Prepare
- Current AgensGraph version is released lastest 2.1 version.
- Installation (AgensGraph v.2.0)
- 2.1 version requires a bug fix.
Comment
- The string similarity example will proceed with the levenshtein distance first.
- I will summarize more string similarity verification schemes in the future if possible.
- This post related to the use case rather than the concept of levenshtein distance. I will not mention here because the concept comes from search.
- The smaller the levenshtein distance cost, the more comparable the value.
Extension
- There is an extension command in postgresql. Levenshtein distance function is present in the ‘fuzzystrmatch’ extension.
- Before fuzzystrmatch extension command, When you compile AgensGraph, you must specify the following keywords.
$ make && make install-world
- There is a branch in the Makefile (install-world).
If AgensGraph compile is complete, you can execute “create extension” in CLI(command line interface).
[agens@5628b77c5e38 agensgraph-2.0.0]$ agens
agens (AgensGraph 2.0.0, based on PostgreSQL 10.4)
Type "help" for help.
agens=#
agens=#
agens=# CREATE EXTENSION fuzzystrmatch;
CREATE EXTENSION
agens=#
- You can check the function using the ‘\df’ command.

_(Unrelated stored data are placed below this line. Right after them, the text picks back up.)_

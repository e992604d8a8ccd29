//! Choosing a search algorithm and reporting what it found.

use std::fmt;
use std::str::FromStr;

use anyhow::Error;
use searcher::{self, Report, SearchHeuristic, SearchOptions};
use tracing::{info, warn};

use crate::LabError;

#[derive(Debug, Clone, Copy, PartialEq, Eq, Hash)]
pub enum Strategy {
    BreadthFirst,
    DepthFirst,
    UniformCost,
    Greedy,
    AStar,
}

impl Strategy {
    /// Run this strategy on a problem.
    pub fn search<P>(self, problem: &P, origin: P::State, options: SearchOptions) -> searcher::SearchResult<Report<P>>
    where
        P: SearchHeuristic,
    {
        match self {
            Strategy::BreadthFirst => searcher::bfs_with_options(problem, origin, options),
            Strategy::DepthFirst => searcher::dfs_with_options(problem, origin, options),
            Strategy::UniformCost => searcher::dijkstra::run_with_options(problem, origin, options),
            Strategy::Greedy => searcher::greedy::run_with_options(problem, origin, options),
            Strategy::AStar => searcher::astar_with_options(problem, origin, options),
        }
    }
}

impl FromStr for Strategy {
    type Err = LabError;

    fn from_str(s: &str) -> Result<Self, Self::Err> {
        match s.to_lowercase().as_str() {
            "bfs" => Ok(Strategy::BreadthFirst),
            "dfs" => Ok(Strategy::DepthFirst),
            "ucs" | "dijkstra" => Ok(Strategy::UniformCost),
            "greedy" | "gbfs" => Ok(Strategy::Greedy),
            "astar" | "a*" => Ok(Strategy::AStar),
            _ => Err(LabError::UnknownStrategy(s.to_string())),
        }
    }
}

impl fmt::Display for Strategy {
    fn fmt(&self, f: &mut fmt::Formatter) -> fmt::Result {
        let name = match self {
            Strategy::BreadthFirst => "BFS",
            Strategy::DepthFirst => "DFS",
            Strategy::UniformCost => "UCS",
            Strategy::Greedy => "Greedy",
            Strategy::AStar => "A*",
        };
        write!(f, "{}", name)
    }
}

/// Settings for one run of a puzzle.
#[derive(Debug, Clone, Default)]
pub struct RunOptions {
    /// Strategy requested on the command line. Puzzles fall back to their
    /// own defaults when this is empty.
    pub strategy: Option<Strategy>,
    pub search: SearchOptions,

    /// Generate the initial state by scrambling the goal this many moves,
    /// for puzzles which support it.
    pub scramble: Option<usize>,
    pub seed: u64,

    /// Repeat each scramble depth this many times and report average
    /// resource usage instead of a single path.
    pub batch: Option<usize>,
}

impl RunOptions {
    /// The strategies to run, given the puzzle's defaults.
    pub fn strategies(&self, defaults: &[Strategy]) -> Vec<Strategy> {
        match self.strategy {
            Some(s) => vec![s],
            None => defaults.to_vec(),
        }
    }
}

/// Search, validate the path found, and print it one step per line.
pub fn solve<P>(problem: &P, origin: P::State, strategy: Strategy, options: &RunOptions) -> Result<Report<P>, Error>
where
    P: SearchHeuristic,
    P::State: fmt::Display,
    P::Action: fmt::Display,
{
    info!(strategy = %strategy, "starting search");
    let report = strategy.search(problem, origin, options.search.clone())?;

    println!("{}", strategy);
    match report.path() {
        Some(path) => {
            searcher::validate(problem, &path)?;
            print!("{}", path);
            println!("Path length: {} (cost {})", path.len(), path.cost());
        }
        None => {
            warn!("frontier exhausted without reaching a goal");
            println!("No solution");
        }
    }
    println!("Number of nodes explored: {}", report.explored());

    Ok(report)
}
#![deny(clippy::all)]

pub mod coord2d;

/// Data type used for coordinates
pub type Position = i32;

- If you look at the list, you’ll see a function that takes the type of arguments as text.
\df levenshtein
List of functions
Schema | Name | Result data type | Argument data types | Type
--------+-------------+------------------+---------------------------------------+--------
public | levenshtein | integer | text, text | normal
public | levenshtein | integer | text, text, integer, integer, integer | normal
Using to the levenshtein function example
- There are two vertice.
- Each vertice has include property called by name.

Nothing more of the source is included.